In Lean we can state it formally.
Extracting IDs
def ids (todos : TodoList) : List Nat :=
todos.map (fun t => t.id)
Unique IDs Predicate
Lean already has List.Nodup.
It means:
this list contains no duplicates.
Now define:
def UniqueIds (todos : TodoList) : Prop :=
List.Nodup (ids todos)
This is our first specification.
Notice something subtle:
Prop
means:
a logical proposition.
Not a runtime boolean.
Proving Something
Let's prove:
an empty todo list has unique IDs.
theorem empty_has_unique_ids :
UniqueIds [] := by
unfold UniqueIds ids
simp
That tiny proof already demonstrates the core idea.
We encoded:
- a system property,
- mathematically,
- and mechanically verified it.
Safe Task Addition
Now we define safer insertion.
We only allow adding a task if its ID is fresh.
First:
def idExists (todos : TodoList) (id : Nat) : Bool :=
todos.any (fun t => t.id == id)
Then:
def addTaskSafe (todos : TodoList) (task : Task) : Option TodoList :=
if idExists todos task.id then
none
else
some (task :: todos)
This resembles production code more closely.
Proving Correctness of Safe Addition
Now the interesting part.
We want:
If the original list had unique IDs,
and insertion succeeds,
the resulting list also has unique IDs.
In theorem-prover land, this is the real API contract.
A simplified proof sketch:
theorem addTaskSafe_preserves_unique
(todos : TodoList)
(task : Task)
(h : UniqueIds todos)
(hadd : addTaskSafe todos task = some (task :: todos)) :
UniqueIds (task :: todos) := by
unfold addTaskSafe at hadd
unfold UniqueIds at *
simp at hadd
aesop
Do not worry if this feels strange initially.
The important conceptual shift is:
We are proving:
- state transitions preserve invariants.
That is the heart of formal methods.
Illegal States
Most application bugs reduce to:
invalid transitions between states.
For example:
{
completed: true,
completedAt: null
}
This is an illegal state.
Traditional systems allow it accidentally.

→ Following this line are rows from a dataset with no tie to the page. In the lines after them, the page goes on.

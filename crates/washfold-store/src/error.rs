//! # Store Error Types
//!
//! ## Error Flow
//! ```text
//! ┌─────────────────────────────────────────────────────────────────────────┐
//! │                    Error Propagation                                    │
//! │                                                                         │
//! │  Backend failure / missing record / rule violation                     │
//! │       │                                                                 │
//! │       ▼                                                                 │
//! │  StoreError (this module) ← Adds context and categorization            │
//! │       │                                                                 │
//! │       ▼                                                                 │
//! │  ApiError (terminal app) ← Stable code + message                       │
//! │                                                                         │
//! └─────────────────────────────────────────────────────────────────────────┘
//! ```

use thiserror::Error;
use washfold_core::CoreError;

/// Data-store operation errors.
#[derive(Debug, Error)]
pub enum StoreError {
    /// Entity not found.
    ///
    /// ## When This Occurs
    /// - Unknown order ID on a status update or refund
    /// - Unknown product or customer ID
    #[error("{entity} not found: {id}")]
    NotFound { entity: String, id: String },

    /// Unique key already taken.
    ///
    /// ## When This Occurs
    /// - Inserting an order whose ID already exists
    #[error("Duplicate {field}: '{value}' already exists")]
    UniqueViolation { field: String, value: String },

    /// The record is not in a state the store accepts.
    ///
    /// ## When This Occurs
    /// - Persisting a closing that has not been closed
    #[error("Invalid state: {0}")]
    InvalidState(String),

    /// A business rule rejected the change (e.g. an illegal status move).
    #[error(transparent)]
    Domain(#[from] CoreError),

    /// The backing service could not be reached.
    #[error("Store unavailable: {0}")]
    Unavailable(String),

    #[error("Internal store error: {0}")]
    Internal(String),
}

impl StoreError {
    pub fn not_found(entity: impl Into<String>, id: impl Into<String>) -> Self {
        StoreError::NotFound {
            entity: entity.into(),
            id: id.into(),
        }
    }

    pub fn duplicate(field: impl Into<String>, value: impl Into<String>) -> Self {
        StoreError::UniqueViolation {
            field: field.into(),
            value: value.into(),
        }
    }
}

/// Result type for store operations.
pub type StoreResult<T> = Result<T, StoreError>;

Lean encourages modeling state explicitly.
Encoding State in Types
Instead of:
structure Task where
completed : Bool
we can do:
inductive Status where
| active
| completed
Now:
structure Task where
id : Nat
title : String
status : Status
Already better.
But we can go further.
Dependent Thinking
Suppose completed tasks must contain a completion timestamp.
In mainstream languages:
completedAt?: Date
In Lean:
inductive TaskState where
| active
| completed (finishedAt : Nat)
Now the timestamp exists iff the task is completed.
The illegal state disappears entirely.
This is a recurring pattern in theorem proving:
move runtime checks into type structure.
Why This Matters
At first glance, this seems academic.
But think about real systems:
- payment processors,
- distributed databases,
- auth systems,
- CI pipelines,
- infrastructure tooling.
Most failures come from:
- invalid states,
- forgotten invariants,
- impossible transitions that became possible.
Lean lets you model systems where:
- assumptions are explicit,
- transitions are checked,
- proofs accompany implementations.
A More Interesting Direction
A todo app becomes genuinely interesting once you add:
- offline sync,
- collaboration,
- event sourcing,
- permissions,
- undo/redo,
- conflict resolution.
Then you start proving:
- merge convergence,
- replay determinism,
- permission safety,
- index consistency.
At that point, you are doing miniature distributed systems research.
Final Thoughts
The important lesson is not:
“we proved a todo app correct”.
It is:
ordinary software contains hidden formal structure.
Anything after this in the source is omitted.